1. ## Automorphism

Let $G = Aut(\mathbb{Z}_{315})$ and let $n$ be the order of the largest cyclic subgroup of G. What is $n$? And what would be the number of distinct cyclic subgroups of order $n$ in $G$?

2. You should start by thinking about what this automorphism group looks like. Essentially, this comes down to where can the generator, 1, be sent to by an automorphism?'. (e.g. $\phi: 1 \rightarrow 2$ is an automorphism. Can you think why this is?)

So, where can the generator be sent to?

3. Originally Posted by Swlabr
You should start by thinking about what this automorphism group looks like. Essentially, this comes down to where can the generator, 1, be sent to by an automorphism?'. (e.g. $\phi: 1 \rightarrow 2$ is an automorphism. Can you think why this is?)

So, where can the generator be sent to?
The generator is sent to $U(315)$, as $Aut(\mathbb{Z}_{315})$ is isomorphic to $U(315)$?

I think the order of the largest cyclic subgroup of G is

For an element $\alpha$ of $Aut(\mathbb{Z}_{315})$ we know $\alpha(1)$, we'll know $\alpha(k)$ fora any $k$, because

$\alpha(k) = \alpha \underbrace{(1+1+...+1)}_\textrm{k terms} = \underbrace{\alpha(1)+...+\alpha(1)}_\textrm{k terms}=k\alpha(1)$

I think the property that isomorphisms preserve orders would tell us that $|\alpha(1)|=315$, then I think members of $U(315)$ would be the candidates for $\alpha(1)$.

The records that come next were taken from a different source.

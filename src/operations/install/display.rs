//! Operator-facing output for the install pipeline
//!
//! Messages are built as strings so they can be checked in tests, then
//! printed with `console` styles.

use std::fmt::Write;
use std::path::{Path, PathBuf};

use console::Style;

use crate::installer::{InstallOutcome, StepOutcome};
use crate::platform::PlatformProfile;
use crate::toolchain::ToolchainConfig;

use super::RunSummary;

/// Print what is about to be built
pub fn print_plan(profile: &PlatformProfile, toolchain: &ToolchainConfig, dry_run: bool) {
    let variants = profile
        .variants
        .iter()
        .map(|v| v.name())
        .collect::<Vec<_>>()
        .join(", ");
    let prefix = if dry_run { "[DRY RUN] " } else { "" };
    println!(
        "{prefix}Building for {} ({}-bit) with {}: {variants}",
        profile.os_family, profile.pointer_bits, toolchain.compiler
    );
}

/// Per-variant results and install outcome
pub fn format_summary(summary: &RunSummary) -> String {
    let mut out = String::new();

    if summary.recovered > 0 {
        let _ = writeln!(
            out,
            "Recovered {} template(s) from an interrupted run",
            summary.recovered
        );
    }

    let _ = writeln!(out, "Build results:");
    for result in &summary.report.results {
        let status = match result.exit_status {
            Some(code) => format!("exit {code}"),
            None => "killed".to_string(),
        };
        let verdict = if result.succeeded { "ok" } else { "FAILED" };
        let _ = writeln!(
            out,
            "  {:<22} {verdict} ({status}) -> {}",
            result.variant_name(),
            result.variant.artifact()
        );
    }

    match &summary.install {
        InstallOutcome::Installed {
            destination,
            artifacts,
        } => {
            let _ = writeln!(
                out,
                "Installed {} binary(ies) into {}",
                artifacts.len(),
                destination.display()
            );
        }
        InstallOutcome::DryRun => {
            let _ = writeln!(out, "[DRY RUN] Skipping install");
        }
        InstallOutcome::NothingBuilt => {
            let _ = writeln!(out, "No variant built; nothing installed");
        }
        InstallOutcome::PermissionDenied { .. } => {
            let _ = writeln!(out, "Install skipped");
        }
    }

    let _ = writeln!(out, "Support framework: {}", summary.framework);
    out
}

pub fn print_summary(summary: &RunSummary) {
    let text = format_summary(summary);
    let ok = Style::new().green();
    let bad = Style::new().red();
    for line in text.lines() {
        if line.contains(" FAILED ") || line.starts_with("No variant built") {
            println!("{}", bad.apply_to(line));
        } else if line.starts_with("Installed ") {
            println!("{}", ok.apply_to(line));
        } else {
            println!("{line}");
        }
    }

    if let InstallOutcome::PermissionDenied {
        destination,
        location,
        artifacts,
    } = &summary.install
    {
        warn(&remediation(destination, location, artifacts));
    }

    if let StepOutcome::FailedNonFatal { reason } = &summary.framework {
        warn(&format!("Support framework was not copied: {reason}"));
    }
}

/// What to do when the destination is not writable
pub fn remediation(destination: &Path, location: &Path, artifacts: &[&str]) -> String {
    let mut out = String::new();
    let _ = writeln!(
        out,
        "No write access to {}; the build finished but nothing was installed.",
        destination.display()
    );
    let _ = writeln!(out, "Built binaries are in {}:", location.display());
    for artifact in artifacts {
        let _ = writeln!(out, "  {}", location.join(artifact).display());
    }
    let _ = writeln!(out, "To finish, do one of:");
    let _ = writeln!(out, "  - re-run with elevated privileges (e.g. sudo moog-setup install)");
    let _ = writeln!(
        out,
        "  - re-run with --prefix {}",
        user_bin_dir().display()
    );
    let _ = write!(
        out,
        "  - copy {} into a directory on your $PATH",
        artifacts.join(" and ")
    );
    out
}

/// A directory the user can write to without privileges
fn user_bin_dir() -> PathBuf {
    dirs::executable_dir()
        .or_else(|| dirs::home_dir().map(|home| home.join("bin")))
        .unwrap_or_else(|| PathBuf::from("~/bin"))
}

/// Print a yellow warning to stderr
pub fn warn(message: &str) {
    let style = Style::new().yellow();
    for line in message.lines() {
        eprintln!("{}", style.apply_to(line));
    }
}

The largest member of $U(315)$ is 314. But I don't know if this helps...

4. Oh, I meant since $\phi$ is an automorphism we have $\phi(n)=dn$ for some $d \in U(315)$ and any $n \in Z_{315}$.

But how does this help me to prove the question?

5. Yes, you need to find out where you can send the generator too. Your choices are precisely those numbers which generate $\mathbb{Z}_{315}$. So, which elements of your group generate it? How many of them are there?

This will give you the order of your Automorphism group (why?).

6. Thanks for the reply. Since $|a^k| = \frac{315}{gcd(315,k)}$, $G = \left\langle a \right\rangle \iff k \in U(315)$, where

$U(315) = \{1,2,4,6,...,314 \}$

Therefore the generators of $\mathbb{Z}_{315}$ are the elements

$\{ a,a^2,a^4,a^6...,a^{314} \}$

Is this right? If so how do I know how many elements there are in $U(315)$? (there are too many to count)

7. Okay I know that if G is a cyclic group of order n, then $Aut (G) \cong U(n)$.

In our case if we have $\mathbb{Z}_{315}= \left\langle a \right\rangle$

$Aut(\mathbb{Z}_{315}) = \{ a_i : \mathbb{Z}_{315} \to \mathbb{Z}_{315}, a \mapsto ia, i \in U(315) \} \cong U(315)$

$315 = 5.7.3^2$

$U(315) \cong \mathbb{Z}_5 \oplus \mathbb{Z}_7 \oplus \mathbb{Z}_9$

Does this mean the order of the largest cyclic subgroup of G is 63? Because $5 \times7 < 5 \times 9 < 7 \times 9 = 63$.

Am I right?

8. Originally Posted by demode
Okay I know that if G is a cyclic group of order n, then $Aut (G) \cong U(n)$.

In our case if we have $\mathbb{Z}_{315}= \left\langle a \right\rangle$

$Aut(\mathbb{Z}_{315}) = \{ a_i : \mathbb{Z}_{315} \to \mathbb{Z}_{315}, a \mapsto ia, i \in U(315) \} \cong U(315)$

$315 = 5.7.3^2$

$U(315) \cong \mathbb{Z}_5 \oplus \mathbb{Z}_7 \oplus \mathbb{Z}_9$

Does this mean the order of the largest cyclic subgroup of G is 63? Because $5 \times7 < 5 \times 9 < 7 \times 9 = 63$.

Am I right?
Largely yes, this is all correct. Apart from your answer. There is a cyclic group of order 5.7.3 there...